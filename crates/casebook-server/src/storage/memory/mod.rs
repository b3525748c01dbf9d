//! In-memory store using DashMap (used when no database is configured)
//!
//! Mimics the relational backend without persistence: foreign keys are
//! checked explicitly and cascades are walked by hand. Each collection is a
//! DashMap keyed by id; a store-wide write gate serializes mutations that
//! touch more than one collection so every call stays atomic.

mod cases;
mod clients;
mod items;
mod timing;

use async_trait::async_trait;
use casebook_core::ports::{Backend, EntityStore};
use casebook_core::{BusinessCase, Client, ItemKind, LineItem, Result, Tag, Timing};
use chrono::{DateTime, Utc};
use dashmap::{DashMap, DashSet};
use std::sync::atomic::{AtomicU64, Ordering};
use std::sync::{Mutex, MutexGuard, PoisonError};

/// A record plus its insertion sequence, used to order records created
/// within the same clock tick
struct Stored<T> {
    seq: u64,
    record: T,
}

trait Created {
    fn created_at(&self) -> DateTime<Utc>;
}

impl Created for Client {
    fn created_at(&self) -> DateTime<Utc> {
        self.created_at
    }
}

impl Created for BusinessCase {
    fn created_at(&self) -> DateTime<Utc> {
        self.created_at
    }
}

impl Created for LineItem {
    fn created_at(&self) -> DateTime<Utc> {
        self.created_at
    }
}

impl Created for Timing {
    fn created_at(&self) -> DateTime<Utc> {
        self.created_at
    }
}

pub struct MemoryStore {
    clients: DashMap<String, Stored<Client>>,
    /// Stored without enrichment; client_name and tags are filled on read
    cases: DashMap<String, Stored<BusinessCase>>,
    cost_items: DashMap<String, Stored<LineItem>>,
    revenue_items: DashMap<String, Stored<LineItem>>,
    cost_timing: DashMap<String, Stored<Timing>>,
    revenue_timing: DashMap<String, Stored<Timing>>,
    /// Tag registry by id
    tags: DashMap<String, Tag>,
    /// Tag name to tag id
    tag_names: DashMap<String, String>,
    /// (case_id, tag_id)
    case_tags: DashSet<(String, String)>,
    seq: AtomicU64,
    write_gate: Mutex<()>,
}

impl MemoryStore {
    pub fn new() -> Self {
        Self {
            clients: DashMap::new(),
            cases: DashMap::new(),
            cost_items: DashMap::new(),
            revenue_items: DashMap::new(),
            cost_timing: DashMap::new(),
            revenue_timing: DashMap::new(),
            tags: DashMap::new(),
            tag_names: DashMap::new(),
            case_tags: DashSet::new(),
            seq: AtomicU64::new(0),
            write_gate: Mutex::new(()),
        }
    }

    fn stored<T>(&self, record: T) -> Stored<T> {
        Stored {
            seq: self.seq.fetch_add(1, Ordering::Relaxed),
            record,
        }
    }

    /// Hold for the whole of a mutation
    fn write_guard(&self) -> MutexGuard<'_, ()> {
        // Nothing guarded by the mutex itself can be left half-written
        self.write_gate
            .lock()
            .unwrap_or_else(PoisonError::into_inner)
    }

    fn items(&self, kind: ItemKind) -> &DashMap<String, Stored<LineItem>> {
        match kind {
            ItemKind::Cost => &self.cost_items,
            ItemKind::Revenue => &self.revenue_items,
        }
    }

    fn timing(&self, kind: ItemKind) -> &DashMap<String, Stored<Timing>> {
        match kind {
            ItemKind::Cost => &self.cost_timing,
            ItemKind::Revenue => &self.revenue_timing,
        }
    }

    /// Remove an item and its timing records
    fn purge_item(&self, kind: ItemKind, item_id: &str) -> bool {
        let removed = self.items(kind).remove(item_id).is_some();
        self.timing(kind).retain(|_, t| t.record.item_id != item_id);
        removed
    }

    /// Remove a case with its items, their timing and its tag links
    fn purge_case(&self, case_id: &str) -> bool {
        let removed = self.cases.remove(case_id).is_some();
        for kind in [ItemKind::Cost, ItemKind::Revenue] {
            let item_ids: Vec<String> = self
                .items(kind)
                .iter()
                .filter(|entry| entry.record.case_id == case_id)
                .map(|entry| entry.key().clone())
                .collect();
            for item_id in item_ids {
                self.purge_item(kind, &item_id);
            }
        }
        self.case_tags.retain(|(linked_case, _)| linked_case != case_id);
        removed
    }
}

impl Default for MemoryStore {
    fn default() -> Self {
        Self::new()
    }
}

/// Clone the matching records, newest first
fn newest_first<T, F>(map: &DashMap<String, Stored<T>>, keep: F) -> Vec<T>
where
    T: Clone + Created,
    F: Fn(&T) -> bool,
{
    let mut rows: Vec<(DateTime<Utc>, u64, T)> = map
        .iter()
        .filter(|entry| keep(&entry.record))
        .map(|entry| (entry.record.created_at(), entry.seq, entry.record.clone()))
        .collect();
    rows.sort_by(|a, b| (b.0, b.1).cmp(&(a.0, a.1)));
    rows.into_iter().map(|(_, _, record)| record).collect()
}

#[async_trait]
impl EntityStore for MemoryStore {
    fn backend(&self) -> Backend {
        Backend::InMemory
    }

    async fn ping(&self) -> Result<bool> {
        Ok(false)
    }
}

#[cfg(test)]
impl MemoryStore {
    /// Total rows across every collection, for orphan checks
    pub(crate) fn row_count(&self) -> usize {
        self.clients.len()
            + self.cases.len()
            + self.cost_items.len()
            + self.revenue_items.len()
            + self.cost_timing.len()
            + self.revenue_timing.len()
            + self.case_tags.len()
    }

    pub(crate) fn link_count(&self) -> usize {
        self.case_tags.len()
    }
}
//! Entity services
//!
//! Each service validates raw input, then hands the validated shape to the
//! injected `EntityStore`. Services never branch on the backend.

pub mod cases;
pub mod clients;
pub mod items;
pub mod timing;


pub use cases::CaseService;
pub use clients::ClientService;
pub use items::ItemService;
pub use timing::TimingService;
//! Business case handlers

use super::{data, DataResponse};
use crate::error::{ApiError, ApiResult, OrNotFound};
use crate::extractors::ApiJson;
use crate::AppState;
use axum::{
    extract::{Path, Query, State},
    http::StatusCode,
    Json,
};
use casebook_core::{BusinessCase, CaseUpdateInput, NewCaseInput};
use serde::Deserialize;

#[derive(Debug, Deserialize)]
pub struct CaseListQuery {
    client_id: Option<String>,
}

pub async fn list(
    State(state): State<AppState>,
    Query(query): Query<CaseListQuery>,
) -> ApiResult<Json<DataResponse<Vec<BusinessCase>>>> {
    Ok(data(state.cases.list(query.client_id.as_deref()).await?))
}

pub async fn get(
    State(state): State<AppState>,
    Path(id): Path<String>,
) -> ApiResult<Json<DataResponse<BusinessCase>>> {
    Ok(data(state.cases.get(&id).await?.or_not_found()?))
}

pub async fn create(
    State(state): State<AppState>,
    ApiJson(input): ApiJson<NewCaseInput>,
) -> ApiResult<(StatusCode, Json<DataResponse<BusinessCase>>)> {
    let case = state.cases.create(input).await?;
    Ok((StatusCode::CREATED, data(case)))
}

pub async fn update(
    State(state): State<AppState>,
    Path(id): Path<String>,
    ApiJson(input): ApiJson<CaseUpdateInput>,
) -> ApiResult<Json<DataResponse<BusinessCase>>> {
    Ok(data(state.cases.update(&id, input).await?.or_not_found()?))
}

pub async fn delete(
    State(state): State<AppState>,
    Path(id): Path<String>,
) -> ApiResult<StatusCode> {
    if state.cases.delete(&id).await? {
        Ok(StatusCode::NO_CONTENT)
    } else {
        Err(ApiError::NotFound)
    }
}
....
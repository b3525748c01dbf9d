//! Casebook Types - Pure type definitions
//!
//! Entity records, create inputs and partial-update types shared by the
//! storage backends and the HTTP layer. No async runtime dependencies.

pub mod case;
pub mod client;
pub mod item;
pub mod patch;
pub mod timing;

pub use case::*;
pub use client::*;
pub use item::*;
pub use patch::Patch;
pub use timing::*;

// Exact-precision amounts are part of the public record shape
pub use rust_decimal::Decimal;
....
* _REQUIREMENT_: Pull every line containing "impl" out of the records.

* _ANSWER TO THIS PROBLEM_:
impl Created for Client {
impl Created for BusinessCase {
impl Created for LineItem {
impl Created for Timing {
impl MemoryStore {
impl Default for MemoryStore {
impl EntityStore for MemoryStore {
impl MemoryStore {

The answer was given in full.